'''

/// Helpers to anonymize payment paths.
mod anonymize {
    use std::collections::HashSet;

    use common::time::DisplayMs;
    use lightning::{
        events::PathFailure,
        ln::channelmanager::PaymentId,
        routing::{
            gossip::{NetworkUpdate, NodeId, ReadOnlyNetworkGraph},
            router::Path,
        },
        types::payment::PaymentHash,
    };
    use tokio::time::Instant;

    use super::*;

    /// The minimum size of the anonymity set of possible receivers after a
    /// payment path has been anonymized.
    ///
    /// Intended to be small enough so that most LSPs can qualify as the (N-1)th
    /// hop, but large enough to provide good privacy.
    // TODO(max): Increase to 50 or 100 once we have more reliable payments.
    const MIN_ANONYMITY_SET_SIZE: usize = 20;
    /// The maximum # of hops we'll explore from the departure node.
    /// Mostly just a safeguard against a bug causing an infinite loop.
    const MAX_DEPTH: usize = 5;

    /// Anonymizes a [`Event::PaymentPathSuccessful`].
    pub(super) fn successful_path(
        ctx: &EventCtx,
        payment_id: PaymentId,
        payment_hash: Option<PaymentHash>,
        path: Path,
    ) -> Option<Event> {
        anonymize_path(ctx, path).map(|path| Event::PaymentPathSuccessful {
            payment_id,
            payment_hash,
            path,
        })
    }

    /// Anonymizes a [`Event::PaymentPathFailed`].
    pub(super) fn failed_path(
        ctx: &EventCtx,
        payment_id: Option<PaymentId>,
        payment_hash: PaymentHash,
        payment_failed_permanently: bool,
        failure: PathFailure,
        path: Path,
        short_channel_id: Option<u64>,
    ) -> Option<Event> {
        let path = anonymize_path(ctx, path)?;

        // So that we don't penalize a subset of the path which was not the
        // cause of the payment failure, as well as to not blow our privacy,
        // ensure that the failed channel or node is on the anonymized path.
        let network_graph = ctx.network_graph.read_only();
        #[allow(clippy::collapsible_match)] // Suggestion is less readable
        if let PathFailure::OnPath { network_update } = &failure {
            if let Some(update) = network_update {
                match update {
                    NetworkUpdate::ChannelFailure {
                        short_channel_id, ..
                    } => {
                        let channel =
                            network_graph.channel(*short_channel_id)?;
                        let node_pk1 = channel.node_one.as_pubkey().ok()?;
                        let node_pk2 = channel.node_two.as_pubkey().ok()?;
                        path.hops.iter().find(|hop| hop.pubkey == node_pk1)?;
                        path.hops.iter().find(|hop| hop.pubkey == node_pk2)?;
                    }
                    NetworkUpdate::NodeFailure { node_id, .. } => {
                        path.hops.iter().find(|hop| hop.pubkey == *node_id)?;
                    }
                }
            }
        }

        Some(Event::PaymentPathFailed {
            payment_id,
            payment_hash,
            payment_failed_permanently,
            failure,
            path,
            short_channel_id,
        })
    }

    /// Anonymizes a [`Path`] to a receiver by removing hops from the end of the
    /// path until the size of the anonymity set of possible receivers is at
    /// least [`MIN_ANONYMITY_SET_SIZE`] (or returns [`None`] if unreachable).
    fn anonymize_path(ctx: &EventCtx, mut path: Path) -> Option<Path> {
        // If the tail is already blinded, the receiver is already anonymized;
        // we can send the event to the LSP as is.
        if path.blinded_tail.is_some() {
            info!("Anonymized path: Blinded tail already anonymized");
            return Some(path);
        }
        // From here, we know the path does not have a blinded tail.
        let start = Instant::now();

        // We need to remove the last (Nth) hop, since it is the receiver.
        // TODO(max): Whitelist (don't pop off) custodial nodes like Strike or
        // Coinbase, as their anonymity set is all of their users.
        let receiver_hop = path.hops.pop();
        if receiver_hop.is_none() {
            debug_panic_release_log!("Path should always have at >= 1 hop!");
            return None;
        };

        // Pop off hops and increase our search depth until we either reach the
        // required anonymity set size or run out of hops.
        let network_graph = ctx.network_graph.read_only();
        let mut anonymity_set =
            HashSet::<NodeId>::with_capacity(MIN_ANONYMITY_SET_SIZE);
        let mut depth = 1;
        while let Some(departure_hop) = path.hops.last() {
            let departure_node_id = NodeId::from_pubkey(&departure_hop.pubkey);
            let done = explore(
                &network_graph,
                &mut anonymity_set,
                departure_node_id,
                depth,
            );
            if done {
                debug_assert_eq!(anonymity_set.len(), MIN_ANONYMITY_SET_SIZE);
                info!(
                    elapsed = %DisplayMs(start.elapsed()),
                    anonymity_set = %anonymity_set.len(),
                    "Anonymized path: termination depth={depth}"
                );
                return Some(path);
            }

            path.hops.pop();
            depth += 1;

            // TODO(max): Add `&& depth <= MAX_DEPTH` in the while condition
            // once "if- and while- let chain" syntax is stabilized:
            // https://github.com/rust-lang/rust/issues/53667
            if depth > MAX_DEPTH {
                break;
            }
        }

        info!(
            elapsed = %DisplayMs(start.elapsed()),
            "Failed to anonymize path; skipping. Termination depth={depth}"
        );
        None
    }

    /// Explores the network graph starting from `node_id` up to a depth of
    /// `depth`, accumulating reachable nodes in `anonymity_set`.
    ///
    /// - Returns [`true`] if the anonymity set reaches or exceeds
    ///   [`MIN_ANONYMITY_SET_SIZE`] during exploration
    /// - Otherwise returns `false` after exploring up to the specified depth.
    ///
    /// Uses recursive depth-first search (DFS) to traverse the graph, adding
    /// each unvisited node to the anonymity set and terminating early if
    /// the set becomes large enough. This is used to determine if a payment
    /// path can be anonymized by having a sufficiently large set of
    /// possible receivers.
    fn explore(
        network_graph: &ReadOnlyNetworkGraph<'_>,
        anonymity_set: &mut HashSet<NodeId>,
        node_id: NodeId,
        depth: usize,
    ) -> bool {
        // Skip this node if it’s already in the anonymity set, as we've visited
        // it earlier in this DFS. We'll never need to re-`explore` this node
        // because `explore` will never be called on this node at a *higher*
        // depth than the depth it was explored with, due to the depth
        // incrementing only as we also pop off nodes from the path.
        let inserted = anonymity_set.insert(node_id);
        if !inserted {
            return false;
        }

        // If our anonymity set is large enough, we can stop early.
        if anonymity_set.len() >= MIN_ANONYMITY_SET_SIZE {
            return true;
        }

        // Base case: If we've reached the maximum depth, stop exploring.
        if depth == 0 {
            return false;
        }

        // Depth > 1: Explore each of this node's neighbors at depth - 1.
        // Short circuits if exploring any of our neighbors returns `done=true`.
        let node_info = match network_graph.node(&node_id) {
            Some(n) => n,
            None => return false,
        };
        node_info
            .channels
            .iter()
            .filter_map(|scid| network_graph.channel(*scid))
            .filter_map(|channel| channel.as_directed_from(&node_id))
            .map(|(channel, _)| channel.target())
            .any(|neighbor| {
                explore(network_graph, anonymity_set, *neighbor, depth - 1)
            })
    }
}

'''

▶ Work instruction: Return the full listing. Leave every word as it stands.

▶ Answer box:
/// Helpers to anonymize payment paths.
mod anonymize {
    use std::collections::HashSet;

    use common::time::DisplayMs;
    use lightning::{
        events::PathFailure,
        ln::channelmanager::PaymentId,
        routing::{
            gossip::{NetworkUpdate, NodeId, ReadOnlyNetworkGraph},
            router::Path,
        },
        types::payment::PaymentHash,
    };
    use tokio::time::Instant;

    use super::*;

    /// The minimum size of the anonymity set of possible receivers after a
    /// payment path has been anonymized.
    ///
    /// Intended to be small enough so that most LSPs can qualify as the (N-1)th
    /// hop, but large enough to provide good privacy.
    // TODO(max): Increase to 50 or 100 once we have more reliable payments.
    const MIN_ANONYMITY_SET_SIZE: usize = 20;
    /// The maximum # of hops we'll explore from the departure node.
    /// Mostly just a safeguard against a bug causing an infinite loop.
    const MAX_DEPTH: usize = 5;

    /// Anonymizes a [`Event::PaymentPathSuccessful`].
    pub(super) fn successful_path(
        ctx: &EventCtx,
        payment_id: PaymentId,
        payment_hash: Option<PaymentHash>,
        path: Path,
    ) -> Option<Event> {
        anonymize_path(ctx, path).map(|path| Event::PaymentPathSuccessful {
            payment_id,
            payment_hash,
            path,
        })
    }

    /// Anonymizes a [`Event::PaymentPathFailed`].
    pub(super) fn failed_path(
        ctx: &EventCtx,
        payment_id: Option<PaymentId>,
        payment_hash: PaymentHash,
        payment_failed_permanently: bool,
        failure: PathFailure,
        path: Path,
        short_channel_id: Option<u64>,
    ) -> Option<Event> {
        let path = anonymize_path(ctx, path)?;

        // So that we don't penalize a subset of the path which was not the
        // cause of the payment failure, as well as to not blow our privacy,
        // ensure that the failed channel or node is on the anonymized path.
        let network_graph = ctx.network_graph.read_only();
        #[allow(clippy::collapsible_match)] // Suggestion is less readable
        if let PathFailure::OnPath { network_update } = &failure {
            if let Some(update) = network_update {
                match update {
                    NetworkUpdate::ChannelFailure {
                        short_channel_id, ..
                    } => {
                        let channel =
                            network_graph.channel(*short_channel_id)?;
                        let node_pk1 = channel.node_one.as_pubkey().ok()?;
                        let node_pk2 = channel.node_two.as_pubkey().ok()?;
                        path.hops.iter().find(|hop| hop.pubkey == node_pk1)?;
                        path.hops.iter().find(|hop| hop.pubkey == node_pk2)?;
                    }
                    NetworkUpdate::NodeFailure { node_id, .. } => {
                        path.hops.iter().find(|hop| hop.pubkey == *node_id)?;
                    }
                }
            }
        }

        Some(Event::PaymentPathFailed {
            payment_id,
            payment_hash,
            payment_failed_permanently,
            failure,
            path,
            short_channel_id,
        })
    }

    /// Anonymizes a [`Path`] to a receiver by removing hops from the end of the
    /// path until the size of the anonymity set of possible receivers is at
    /// least [`MIN_ANONYMITY_SET_SIZE`] (or returns [`None`] if unreachable).
    fn anonymize_path(ctx: &EventCtx, mut path: Path) -> Option<Path> {
        // If the tail is already blinded, the receiver is already anonymized;
        // we can send the event to the LSP as is.
        if path.blinded_tail.is_some() {
            info!("Anonymized path: Blinded tail already anonymized");
            return Some(path);
        }
        // From here, we know the path does not have a blinded tail.
        let start = Instant::now();

        // We need to remove the last (Nth) hop, since it is the receiver.
        // TODO(max): Whitelist (don't pop off) custodial nodes like Strike or
        // Coinbase, as their anonymity set is all of their users.
        let receiver_hop = path.hops.pop();
        if receiver_hop.is_none() {
            debug_panic_release_log!("Path should always have at >= 1 hop!");
            return None;
        };

        // Pop off hops and increase our search depth until we either reach the
        // required anonymity set size or run out of hops.
        let network_graph = ctx.network_graph.read_only();
        let mut anonymity_set =
            HashSet::<NodeId>::with_capacity(MIN_ANONYMITY_SET_SIZE);
        let mut depth = 1;
        while let Some(departure_hop) = path.hops.last() {
            let departure_node_id = NodeId::from_pubkey(&departure_hop.pubkey);
            let done = explore(
                &network_graph,
                &mut anonymity_set,
                departure_node_id,
                depth,
            );
            if done {
                debug_assert_eq!(anonymity_set.len(), MIN_ANONYMITY_SET_SIZE);
                info!(
                    elapsed = %DisplayMs(start.elapsed()),
                    anonymity_set = %anonymity_set.len(),
                    "Anonymized path: termination depth={depth}"
                );
                return Some(path);
            }

            path.hops.pop();
            depth += 1;

            // TODO(max): Add `&& depth <= MAX_DEPTH` in the while condition
            // once "if- and while- let chain" syntax is stabilized:
            // https://github.com/rust-lang/rust/issues/53667
            if depth > MAX_DEPTH {
                break;
            }
        }

        info!(
            elapsed = %DisplayMs(start.elapsed()),
            "Failed to anonymize path; skipping. Termination depth={depth}"
        );
        None
    }

    /// Explores the network graph starting from `node_id` up to a depth of
    /// `depth`, accumulating reachable nodes in `anonymity_set`.
    ///
    /// - Returns [`true`] if the anonymity set reaches or exceeds
    ///   [`MIN_ANONYMITY_SET_SIZE`] during exploration
    /// - Otherwise returns `false` after exploring up to the specified depth.
    ///
    /// Uses recursive depth-first search (DFS) to traverse the graph, adding
    /// each unvisited node to the anonymity set and terminating early if
    /// the set becomes large enough. This is used to determine if a payment
    /// path can be anonymized by having a sufficiently large set of
    /// possible receivers.
    fn explore(
        network_graph: &ReadOnlyNetworkGraph<'_>,
        anonymity_set: &mut HashSet<NodeId>,
        node_id: NodeId,
        depth: usize,
    ) -> bool {
        // Skip this node if it’s already in the anonymity set, as we've visited
        // it earlier in this DFS. We'll never need to re-`explore` this node
        // because `explore` will never be called on this node at a *higher*
        // depth than the depth it was explored with, due to the depth
        // incrementing only as we also pop off nodes from the path.
        let inserted = anonymity_set.insert(node_id);
        if !inserted {
            return false;
        }

        // If our anonymity set is large enough, we can stop early.
        if anonymity_set.len() >= MIN_ANONYMITY_SET_SIZE {
            return true;
        }

        // Base case: If we've reached the maximum depth, stop exploring.
        if depth == 0 {
            return false;
        }

        // Depth > 1: Explore each of this node's neighbors at depth - 1.
        // Short circuits if exploring any of our neighbors returns `done=true`.
        let node_info = match network_graph.node(&node_id) {
            Some(n) => n,
            None => return false,
        };
        node_info
            .channels
            .iter()
            .filter_map(|scid| network_graph.channel(*scid))
            .filter_map(|channel| channel.as_directed_from(&node_id))
            .map(|(channel, _)| channel.target())
            .any(|neighbor| {
                explore(network_graph, anonymity_set, *neighbor, depth - 1)
            })
    }
}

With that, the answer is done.